Book errors are a dime a dozen (and they’ve always been with us), and I wouldn;t say that most of them “take me out of the story”–they’re more along the lines of a momentary “oops,” sometimes with a grin attached, and then I keep reading. A few examples:
–In Catcher in the Rye, Ackley’s roommate is once referred to as Herb Gale and once as “ol’ Eli.”
–In one of Steve Hamilton’s Alex McKnight novels, there is a full moon one night, a crescent moon descending the next, and a full moon again the night after that. If that’s standard for the Upper Peninsula, where the books are set, I never noticed–and need to go visit again.
–Stuart Kaminsky’s Abe Lieberman novels were forever changing the names of minor characters, getting geographical details wrong, etc.; sorry, no longer can think of any examples.

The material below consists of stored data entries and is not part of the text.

//! Compiled-in extension that adds operator-provided tools and system text
//! to every request.

use serde::Deserialize;
use serde_json::{json, Value};

use super::{Extension, PreCallContext};
use crate::envelope::{RequestEnvelope, CORRELATION_FIELD};
use crate::error::ExtensionError;

#[derive(Clone, Debug, Default, PartialEq, Deserialize)]
pub struct InjectDefinition {
    /// Tool definitions appended to the request; a tool whose `name` is
    /// already present is skipped.
    #[serde(default)]
    pub tools: Vec<Value>,
    /// Text placed in front of the client's system prompt.
    #[serde(default)]
    pub system: Option<String>,
    /// Stamp each request with a fresh correlation id.
    #[serde(default)]
    pub correlate: bool,
}

pub struct InjectExtension {
    name: String,
    def: InjectDefinition,
}

impl InjectExtension {
    pub fn new(name: impl Into<String>, def: InjectDefinition) -> Self {
        Self {
            name: name.into(),
            def,
        }
    }

    fn merged_tools(&self, current: Option<&Vec<Value>>) -> Option<Vec<Value>> {
        let mut tools = current.cloned().unwrap_or_default();
        let before = tools.len();
        for tool in &self.def.tools {
            let name = tool.get("name");
            let duplicate = name.is_some() && tools.iter().any(|t| t.get("name") == name);
            if !duplicate {
                tools.push(tool.clone());
            }
        }
        (tools.len() != before).then_some(tools)
    }

    fn merged_system(&self, current: Option<&Value>) -> Option<Value> {
        let text = self.def.system.as_deref().filter(|s| !s.is_empty())?;
        let merged = match current {
            None | Some(Value::Null) => Value::String(text.to_string()),
            Some(Value::String(existing)) if existing.is_empty() => Value::String(text.to_string()),
            Some(Value::String(existing)) => Value::String(format!("{}\n\n{}", text, existing)),
            Some(Value::Array(blocks)) => {
                let mut out = Vec::with_capacity(blocks.len() + 1);
                out.push(json!({"type": "text", "text": text}));
                out.extend(blocks.iter().cloned());
                Value::Array(out)
            }
            Some(_) => return None,
        };
        Some(merged)
    }
}

#[async_trait::async_trait]
impl Extension for InjectExtension {
    fn name(&self) -> &str {
        &self.name
    }

    async fn pre_call(
        &self,
        _ctx: &PreCallContext,
        mut data: RequestEnvelope,
    ) -> Result<Option<RequestEnvelope>, ExtensionError> {
        let tools = self.merged_tools(data.tools());
        let system = self.merged_system(data.system());
        if tools.is_none() && system.is_none() && !self.def.correlate {
            return Ok(None);
        }
        if let Some(tools) = tools {
            data.insert("tools", Value::Array(tools));
        }
        if let Some(system) = system {
            data.set_system(Some(system));
        }
        if self.def.correlate {
            data.insert(CORRELATION_FIELD, Value::String(uuid::Uuid::new_v4().to_string()));
        }
        Ok(Some(data))
    }
}
use hookrelay::{app, build_state_logged, AppConfig};
use tokio::net::TcpListener;
use tokio::signal;
use tracing_subscriber::{fmt, EnvFilter};

#[tokio::main]
async fn main() -> anyhow::Result<()> {
    // Reads RUST_LOG, defaults to info.
    let filter = EnvFilter::try_from_default_env().unwrap_or_else(|_| EnvFilter::new("info"));
    fmt().with_env_filter(filter).init();

    let config = AppConfig::from_env()?;
    let state = build_state_logged(&config)?;
    let app = app(state);

    let addr: std::net::SocketAddr = ([0, 0, 0, 0], config.port).into();
    let listener = TcpListener::bind(addr).await?;
    tracing::info!("listening on {}", addr);
    axum::serve(listener, app)
        .with_graceful_shutdown(shutdown_signal())
        .await?;
    Ok(())
}

async fn shutdown_signal() {
    let _ = signal::ctrl_c().await;
    tracing::info!("shutdown signal received");
}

–I think it was Robinson Crusoe, something like that, where the main character strips naked to swim to a shipwreck, whereupon he fills his pockets with good stuff and swims back.
–A Duane Decker baseball novel where the cleanup hitter breaks up a perfect game with two out in the eighth, or something equally impossible.
–A collection of Roald Dahl short stories where there was a reference to “the primr.oses along the walk” (you can figure out what happened here, especially if I tell you where the volume I was reading was published).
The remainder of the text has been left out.